Though polio had been around for thousands of years, a combination of factors gave it a significant impact on the early 1950’s. Paradoxically, better sanitation and water supplies had resulted in the fact that many kids hadn’t developed an immunity to it. Although 90% of infectious viral attacks of polio act like some version of the flu, in acute cases nerves are affected, causing paralysis, with the greatest risk of this in children from 5 to 9 years. If there is respiratory paralysis, the victim may die. The polio epidemics of the early 1950’s were the worst seen in the United States. In 1952, 58,000 cases were reported, and in 1953, 35,000 cases.

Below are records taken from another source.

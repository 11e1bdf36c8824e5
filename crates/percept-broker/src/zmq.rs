// Copyright 2025 Neuraville Inc.
// SPDX-License-Identifier: Apache-2.0

//! ZeroMQ ROUTER client transport binding.
//!
//! The broker is the only stable endpoint; clients are addressed by their
//! router peer identity. Every client gets its own bounded inbound queue and
//! consumer task so that slow per-client processing cannot stall the shared
//! receive loop. Liveness is pull-based: a client silent for the configured
//! timeout (no message of any kind, heartbeats included) is deregistered,
//! the inverse of the push-based probing used on the engine side.

use std::collections::HashMap;
use std::time::Duration;

use bytes::Bytes;
use percept_protocol::{decode, FromClient};
use tokio::sync::mpsc;
use tracing::{debug, info, warn};
use zeromq::{RouterSocket, SocketRecv, SocketSend, ZmqMessage};

use crate::session::{ClientEvent, ClientId, ClientSender};

const INBOUND_QUEUE_DEPTH: usize = 64;
const OUTBOUND_QUEUE_DEPTH: usize = 1024;

/// Serve clients on a bound router socket, feeding decoded events to the
/// broker loop.
pub async fn serve(
    mut socket: RouterSocket,
    events: mpsc::Sender<ClientEvent>,
    client_timeout: Duration,
    message_max_size: usize,
) {
    let (out_tx, mut out_rx) = mpsc::channel::<(Bytes, Vec<u8>)>(OUTBOUND_QUEUE_DEPTH);
    let (expired_tx, mut expired_rx) = mpsc::channel::<ClientId>(INBOUND_QUEUE_DEPTH);
    let mut queues: HashMap<ClientId, mpsc::Sender<FromClient>> = HashMap::new();

    loop {
        tokio::select! {
            Some((identity, payload)) = out_rx.recv() => {
                let mut message = ZmqMessage::from(payload);
                message.prepend(&ZmqMessage::from(identity.to_vec()));
                if let Err(error) = socket.send(message).await {
                    warn!(%error, "send to client failed");
                }
            }
            Some(id) = expired_rx.recv() => {
                info!(client = %id, "client disconnected");
                queues.remove(&id);
                if events.send(ClientEvent::Disconnected { id }).await.is_err() {
                    return;
                }
            }
            incoming = socket.recv() => {
                let message = match incoming {
                    Ok(message) => message,
                    Err(error) => {
                        warn!(%error, "error receiving on router socket");
                        continue;
                    }
                };
                if !route_message(
                    message,
                    &mut queues,
                    &events,
                    &out_tx,
                    &expired_tx,
                    client_timeout,
                    message_max_size,
                )
                .await
                {
                    return;
                }
            }
        }
    }
}

/// Register-if-new and enqueue one inbound router message.
///
/// Returns false when the broker loop is gone and the transport should stop.
async fn route_message(
    message: ZmqMessage,
    queues: &mut HashMap<ClientId, mpsc::Sender<FromClient>>,
    events: &mpsc::Sender<ClientEvent>,
    out_tx: &mpsc::Sender<(Bytes, Vec<u8>)>,
    expired_tx: &mpsc::Sender<ClientId>,
    client_timeout: Duration,
    message_max_size: usize,
) -> bool {
    let mut frames = message.into_vec();
    if frames.is_empty() {
        return true;
    }
    let identity = frames.remove(0);
    if frames.first().map(|frame| frame.is_empty()).unwrap_or(false) {
        frames.remove(0);
    }
    let Some(payload) = frames.first() else {
        return true;
    };
    if payload.len() > message_max_size {
        warn!(size = payload.len(), "oversized message dropped");
        return true;
    }

    let id = ClientId::from_bytes(identity.clone());

    if !queues.contains_key(&id) {
        info!(client = %id, "new client connected");
        let (queue_tx, queue_rx) = mpsc::channel(INBOUND_QUEUE_DEPTH);
        queues.insert(id.clone(), queue_tx);
        tokio::spawn(consume_client(
            id.clone(),
            queue_rx,
            events.clone(),
            expired_tx.clone(),
            client_timeout,
        ));
        let connected = ClientEvent::Connected {
            id: id.clone(),
            sender: ClientSender::Router {
                identity,
                tx: out_tx.clone(),
            },
        };
        if events.send(connected).await.is_err() {
            return false;
        }
    }

    let envelope: FromClient = match decode(payload) {
        Ok(envelope) => envelope,
        Err(error) => {
            warn!(client = %id, %error, "dropping undecodable message");
            return true;
        }
    };

    if let Some(queue) = queues.get(&id) {
        if queue.try_send(envelope).is_err() {
            // Queue full: the client is outrunning its consumer
            warn!(client = %id, "inbound queue full, dropping message");
        }
    }
    true
}

/// Per-client consumer: serializes this client's messages into the broker
/// loop and applies the silence timeout.
async fn consume_client(
    id: ClientId,
    mut queue: mpsc::Receiver<FromClient>,
    events: mpsc::Sender<ClientEvent>,
    expired: mpsc::Sender<ClientId>,
    client_timeout: Duration,
) {
    debug!(client = %id, "consuming inputs for client");
    loop {
        match tokio::time::timeout(client_timeout, queue.recv()).await {
            Ok(Some(message)) => {
                if events
                    .send(ClientEvent::Message {
                        id: id.clone(),
                        message,
                    })
                    .await
                    .is_err()
                {
                    return;
                }
            }
            Ok(None) => return,
            Err(_) => {
                debug!(client = %id, "client silent past timeout");
                let _ = expired.send(id).await;
                return;
            }
        }
    }
}
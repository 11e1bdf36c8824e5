//! Smoke tests over the umbrella crate's public surface: the member crates
//! re-export and interoperate without reaching for any internals.

use percept::protocol::{
    decode, encode, Frame, FromClient, PayloadType, ResultWrapper, StatusCode, ToClient, Welcome,
};

#[test]
fn protocol_round_trips_through_the_umbrella() {
    let input = FromClient::Input {
        source_name: "camera".to_string(),
        frame_id: 1,
        target_engines: Vec::new(),
        frame: Frame::new(PayloadType::Image, vec![0x42]),
    };
    let decoded: FromClient = decode(&encode(&input).unwrap()).unwrap();
    assert_eq!(decoded, input);

    let response = ToClient::response(
        "camera",
        1,
        true,
        ResultWrapper::from_status(StatusCode::Success),
    )
    .unwrap();
    let decoded: ToClient = decode(&encode(&response).unwrap()).unwrap();
    assert_eq!(decoded, response);
}

#[test]
fn default_configuration_is_valid() {
    let config = percept::config::PerceptConfig::default();
    percept::config::validate_config(&config).unwrap();
    assert_eq!(config.broker.num_tokens_per_source, 2);
}

#[test]
fn welcome_carries_the_advertised_source_set() {
    let welcome = Welcome {
        sources_consumed: vec!["camera".to_string()],
        num_tokens_per_source: 2,
    };
    let envelope = ToClient::Welcome(welcome.clone());
    match decode::<ToClient>(&encode(&envelope).unwrap()).unwrap() {
        ToClient::Welcome(decoded) => assert_eq!(decoded, welcome),
        other => panic!("expected welcome, got {:?}", other),
    }
}

#[tokio::test]
async fn broker_types_are_reachable_for_embedders() {
    use bytes::Bytes;
    let id = percept::broker::ClientId::from_bytes(Bytes::from_static(b"client"));
    let mut hub = percept::broker::SessionHub::new(2);
    hub.add_source_consumed("camera").await;
    assert_eq!(hub.sources_consumed(), ["camera".to_string()]);
    assert_eq!(hub.client_count(), 0);
    hub.on_disconnect(&id);
}
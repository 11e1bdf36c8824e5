// Copyright 2025 Neuraville Inc.
// SPDX-License-Identifier: Apache-2.0

//! Error types for the percept wire protocol

/// Result type alias using ProtocolError
pub type Result<T> = std::result::Result<T, ProtocolError>;

/// Errors raised while encoding or decoding wire envelopes.
///
/// A decode failure is always local to one message: the receiver logs it,
/// drops the message and keeps the connection open.
#[derive(Debug, thiserror::Error)]
pub enum ProtocolError {
    /// Envelope could not be serialized
    #[error("failed to encode envelope: {0}")]
    Encode(String),

    /// Inbound bytes did not form a valid envelope
    #[error("failed to decode envelope: {0}")]
    Decode(String),

    /// Structured extras did not contain valid JSON
    #[error("invalid extras payload: {0}")]
    Extras(#[from] serde_json::Error),
}
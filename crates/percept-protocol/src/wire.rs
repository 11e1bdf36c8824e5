// Copyright 2025 Neuraville Inc.
// SPDX-License-Identifier: Apache-2.0

//! bincode encoding of envelopes.
//!
//! Fixed-int encoding keeps frame ids and payload lengths at stable widths
//! across versions of the encoder.

use serde::de::DeserializeOwned;
use serde::Serialize;

use crate::error::{ProtocolError, Result};

fn config() -> impl bincode::config::Config {
    bincode::config::standard().with_fixed_int_encoding()
}

/// Serialize an envelope to wire bytes.
pub fn encode<T: Serialize>(value: &T) -> Result<Vec<u8>> {
    bincode::serde::encode_to_vec(value, config())
        .map_err(|error| ProtocolError::Encode(error.to_string()))
}

/// Deserialize an envelope from wire bytes.
///
/// Trailing bytes are rejected: one message is exactly one envelope.
pub fn decode<T: DeserializeOwned>(bytes: &[u8]) -> Result<T> {
    let (value, read) = bincode::serde::decode_from_slice(bytes, config())
        .map_err(|error| ProtocolError::Decode(error.to_string()))?;
    if read != bytes.len() {
        return Err(ProtocolError::Decode(format!(
            "envelope had {} trailing bytes",
            bytes.len() - read
        )));
    }
    Ok(value)
}

#[cfg(test)]
mod tests {
    use super::*;
    use crate::envelope::{Frame, FromClient, PayloadType, ToClient, Welcome};

    #[test]
    fn input_envelope_round_trip() {
        let message = FromClient::Input {
            source_name: "camera".to_string(),
            frame_id: 42,
            target_engines: vec!["ocr".to_string()],
            frame: Frame::new(PayloadType::Image, vec![0xde, 0xad, 0xbe, 0xef]),
        };
        let bytes = encode(&message).unwrap();
        let decoded: FromClient = decode(&bytes).unwrap();
        assert_eq!(decoded, message);
    }

    #[test]
    fn welcome_envelope_round_trip() {
        let message = ToClient::Welcome(Welcome {
            sources_consumed: vec!["camera".to_string(), "audio".to_string()],
            num_tokens_per_source: 2,
        });
        let bytes = encode(&message).unwrap();
        let decoded: ToClient = decode(&bytes).unwrap();
        assert_eq!(decoded, message);
    }

    #[test]
    fn garbage_is_a_decode_error() {
        let result: Result<FromClient> = decode(&[0xff; 16]);
        assert!(matches!(result, Err(ProtocolError::Decode(_))));
    }

    #[test]
    fn trailing_bytes_rejected() {
        let mut bytes = encode(&FromClient::Heartbeat).unwrap();
        bytes.push(0);
        let result: Result<FromClient> = decode(&bytes);
        assert!(result.is_err());
    }
}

Intensive care and rehabilitation therapy as we now know them, had their origins in the years of these great polio epidemics. The widespread funding of campaigns to find vaccines and cures also began with the race to find a polio vaccine. Jonas Salk developed an injected vaccine, which required years of testing, but began to be widely administered in 1955. By 1957 the number of polio cases was down to 5,600 and in 1961, only 161 cases were reported in the U.S. Based on testing, oral vaccines developed by Albert Sabin were chosen for worldwide distribution. According to the Global Eradication Initiative, 1,349 cases world-wide were reported in 2010.

The story of the campaign against polio has been widely told. Paul, one of the characters in “The Pastor’s Kids”, contracts polio in 1952 when he is about four years old. The story of how his illness affects the family, including years of rehabilitation and painful reconstructive surgeries are part of the book. In my research, one of the things I have been struck by is the stoicism induced in the kids who had it. One woman who had polio said she still has difficulty crying. It was a powerful message to be told at age four, “Don’t cry. It will make your parents feel bad.”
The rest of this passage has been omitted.